I took inspiration from the ideology of yin and yang to merge our story with the concept of #MismaTierra (#SameLand). We discussed it with Pixelatl’s team and we agreed that it worked well.
Were you given any other directions by Pixelatl, or did you have complete creative freedom?
Yes, we had complete creative freedom, but since we have a very good relationship with Pixelatl’s team, we were in contact with them every time we had questions about the overall vision behind the slogan.
You produce both 2d and 3d animation. Why did you choose to make this film in 3d?
Because 3d is our core business and where we feel more comfortable. Also, this technique is the one that we considered could have the biggest visual impact, because we can go into extreme detail when creating the assets and animations. Our 2d pipeline is small and we wanted to make a great film for Pixelatl, so we invested all of our human resources in 3d to produce it.
How has the animation scene in Guadalajara, and in Mexico, changed since you set up your studio in 2006?
It’s being a huge shift. When we started, there was only one other 3d animation company in the city. Guadalajara has a long tradition of animators, especially in stop motion; when we broke into the market, cgi was a novelty, and not all the producers and marketing agencies knew how to deal with this new technique.
Fast forward to today, and we have more than 30 companies in the region. We have established an Association for the Animation Industry and some of the companies, like us, are working exclusively for international clients.
As well as service work, you create your own intellectual property. What are the main challenges facing Mexican creators of animation IP today? What are the country’s main strengths in this area?
Our biggest challenge is that we are new in the IP business, and we are competing in a globalized market with players with a long list of successful shows and deep pockets. So we are down the line in the interest of the broadcasters, investors, distributors, etc. Also, we need a bigger workforce — not because there’s a shortage of people interested in the industry, but because we need to teach them well, so they can get into the companies quicker.
I think that we have many strengths. Just to mention a few: we have a long tradition of visual artists with tons of creativity. Mexico has a rich and unique cosmovision and storytelling that are underrepresented in the media. We have a work ethic that exceeds the expectations of most clients.
We in Guadalajara are just a two-hour flight from L.A. Most of the artists speak English fluently. Our city is considered the “Silicon Valley” of Mexico: we have great connectivity and a thriving IT industry.
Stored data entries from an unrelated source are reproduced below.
//! Sync scheduler: gates and serializes sync-pass requests

use std::collections::HashMap;
use std::sync::{Arc, Mutex, MutexGuard, PoisonError};

use crate::auth::IdentityProvider;
use crate::models::EntityKind;
use crate::worker::SyncRunner;

/// Per-kind pass bookkeeping, shared between the scheduler and the running
/// pass task. Exit and supersede decisions both take this lock, so a request
/// can never land between a pass's final flag check and its exit.
#[derive(Default)]
struct SlotState {
    running: bool,
    /// Set when a request arrives while a pass is running; the running task
    /// re-runs once after finishing. New requests replace, they never queue.
    rerun: bool,
}

struct Slot {
    runner: Arc<dyn SyncRunner>,
    state: Arc<Mutex<SlotState>>,
}

/// Decides whether a sync pass runs at all, and serializes passes per kind.
///
/// Anonymous (signed-out) mode never attempts network sync. At most one pass
/// runs per entity kind at a time; a request arriving mid-pass supersedes any
/// previously queued request for that kind.
pub struct SyncScheduler {
    identity: Arc<dyn IdentityProvider>,
    slots: Mutex<HashMap<EntityKind, Slot>>,
}

impl SyncScheduler {
    #[must_use]
    pub fn new(identity: Arc<dyn IdentityProvider>) -> Self {
        Self {
            identity,
            slots: Mutex::new(HashMap::new()),
        }
    }

    /// Register the runner for its entity kind, replacing any previous one
    pub fn register(&self, runner: Arc<dyn SyncRunner>) {
        let kind = runner.kind();
        self.lock_slots().insert(
            kind,
            Slot {
                runner,
                state: Arc::default(),
            },
        );
    }

    /// Request a sync pass for the given entity kind.
    ///
    /// No-op without a signed-in identity. Must be called within a Tokio
    /// runtime.
    pub fn request_sync(&self, kind: EntityKind) {
        let Some(user) = self.identity.current_user() else {
            tracing::debug!(%kind, "skipping sync request; no signed-in identity");
            return;
        };

        let slots = self.lock_slots();
        let Some(slot) = slots.get(&kind) else {
            tracing::warn!(%kind, "no sync runner registered");
            return;
        };

        {
            let mut state = lock_state(&slot.state);
            if state.running {
                state.rerun = true;
                tracing::debug!(%kind, "pass already running; superseding queued request");
                return;
            }
            state.running = true;
            state.rerun = false;
        }

        let runner = Arc::clone(&slot.runner);
        let state = Arc::clone(&slot.state);
        tracing::debug!(%kind, user = %user.id, "starting sync pass");
        tokio::spawn(async move {
            loop {
                match runner.run().await {
                    Ok(()) => tracing::debug!(kind = %runner.kind(), "sync pass succeeded"),
                    Err(error) => {
                        tracing::warn!(kind = %runner.kind(), %error, "sync pass failed; will retry on next request");
                    }
                }
                let mut guard = lock_state(&state);
                if guard.rerun {
                    guard.rerun = false;
                } else {
                    guard.running = false;
                    break;
                }
            }
        });
    }

    /// Whether a pass is currently running for the given kind
    #[must_use]
    pub fn is_running(&self, kind: EntityKind) -> bool {
        self.lock_slots()
            .get(&kind)
            .is_some_and(|slot| lock_state(&slot.state).running)
    }

    fn lock_slots(&self) -> MutexGuard<'_, HashMap<EntityKind, Slot>> {
        self.slots.lock().unwrap_or_else(PoisonError::into_inner)
    }
}

fn lock_state(state: &Mutex<SlotState>) -> MutexGuard<'_, SlotState> {
    state.lock().unwrap_or_else(PoisonError::into_inner)
}
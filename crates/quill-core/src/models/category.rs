//! Category model

use std::fmt;
use std::str::FromStr;

use serde::{Deserialize, Serialize};
use uuid::Uuid;

use super::{Entity, EntityKind};
use crate::error::{Error, Result};

/// A unique identifier for a category, using UUID v7 (time-sortable)
#[derive(Debug, Clone, Copy, PartialEq, Eq, Hash, Serialize, Deserialize)]
pub struct CategoryId(Uuid);

impl CategoryId {
    /// Create a new unique category ID using UUID v7
    #[must_use]
    pub fn new() -> Self {
        Self(Uuid::now_v7())
    }

    /// Get the string representation of this ID
    #[must_use]
    pub fn as_str(&self) -> String {
        self.0.to_string()
    }
}

impl Default for CategoryId {
    fn default() -> Self {
        Self::new()
    }
}

impl fmt::Display for CategoryId {
    fn fmt(&self, f: &mut fmt::Formatter<'_>) -> fmt::Result {
        write!(f, "{}", self.0)
    }
}

impl FromStr for CategoryId {
    type Err = uuid::Error;

    fn from_str(s: &str) -> std::result::Result<Self, Self::Err> {
        Ok(Self(Uuid::parse_str(s)?))
    }
}

/// A category grouping notes
#[derive(Debug, Clone, PartialEq, Eq, Serialize, Deserialize)]
pub struct Category {
    /// Unique identifier
    pub id: CategoryId,
    /// Display name; must not be blank
    pub name: String,
    /// Optional cover image URL
    pub image_url: Option<String>,
    /// Optional display color as `#RGB` or `#RRGGBB`
    pub color_hex: Option<String>,
    /// Sort position in listings (ascending)
    pub position: i64,
}

impl Category {
    /// Create a new category with the given name
    #[must_use]
    pub fn new(name: impl Into<String>) -> Self {
        Self {
            id: CategoryId::new(),
            name: name.into(),
            image_url: None,
            color_hex: None,
            position: 0,
        }
    }

    /// Set the display color
    #[must_use]
    pub fn with_color(mut self, color_hex: impl Into<String>) -> Self {
        self.color_hex = Some(color_hex.into());
        self
    }

    /// Set the cover image URL
    #[must_use]
    pub fn with_image(mut self, image_url: impl Into<String>) -> Self {
        self.image_url = Some(image_url.into());
        self
    }

    /// Set the sort position
    #[must_use]
    pub const fn with_position(mut self, position: i64) -> Self {
        self.position = position;
        self
    }
}

impl Entity for Category {
    const KIND: EntityKind = EntityKind::Category;
    const COLLECTION: &'static str = "categories";

    fn id(&self) -> String {
        self.id.as_str()
    }

    fn validate(&self) -> Result<()> {
        if self.name.trim().is_empty() {
            return Err(Error::Validation(
                "category name cannot be empty".to_string(),
            ));
        }
        if let Some(color) = &self.color_hex {
            if !is_valid_color_hex(color) {
                return Err(Error::Validation(format!(
                    "invalid category color: {color}"
                )));
            }
        }
        Ok(())
    }

    fn carry_over(&mut self, _existing: &Self) {
        // Categories carry no immutable timestamps
    }
}

/// Check that a color looks like `#RGB` or `#RRGGBB`
fn is_valid_color_hex(value: &str) -> bool {
    value.strip_prefix('#').is_some_and(|digits| {
        matches!(digits.len(), 3 | 6) && digits.chars().all(|c| c.is_ascii_hexdigit())
    })
}
//! Connectivity oracle

use std::sync::Arc;

use tokio::sync::watch;

/// Reports current online/offline status and a stream of status changes.
pub trait Connectivity: Send + Sync {
    /// Current status as last reported by the platform driver
    fn is_online(&self) -> bool;

    /// Subscribe to status changes
    fn changes(&self) -> watch::Receiver<bool>;
}

/// Watch-backed oracle.
///
/// The platform driver (or a test) flips the flag via [`set_online`];
/// repositories and schedulers read it through the [`Connectivity`] trait.
///
/// [`set_online`]: ConnectivityMonitor::set_online
#[derive(Clone)]
pub struct ConnectivityMonitor {
    status: Arc<watch::Sender<bool>>,
}

impl ConnectivityMonitor {
    #[must_use]
    pub fn new(initially_online: bool) -> Self {
        let (status, _) = watch::channel(initially_online);
        Self {
            status: Arc::new(status),
        }
    }

    /// Publish a status change; no-op when the status is unchanged
    pub fn set_online(&self, online: bool) {
        let changed = self.status.send_if_modified(|current| {
            if *current == online {
                false
            } else {
                *current = online;
                true
            }
        });
        if changed {
            tracing::debug!(online, "connectivity changed");
        }
    }
}

impl Connectivity for ConnectivityMonitor {
    fn is_online(&self) -> bool {
        *self.status.borrow()
    }

    fn changes(&self) -> watch::Receiver<bool> {
        self.status.subscribe()
    }
}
There is a lot of cultural variation across Latin America. When it comes to producing animation, what do the region’s countries have in common?
Spanish! Having a common language is something that is very important when producing animation — the free flow of ideas because of a common language is invaluable. Latino passion and drive is something hard to find in other cultures. Latin America is all about color, surrealism, creativity, and Mexico is the right place to start with because of its proximity to and understanding of the American culture.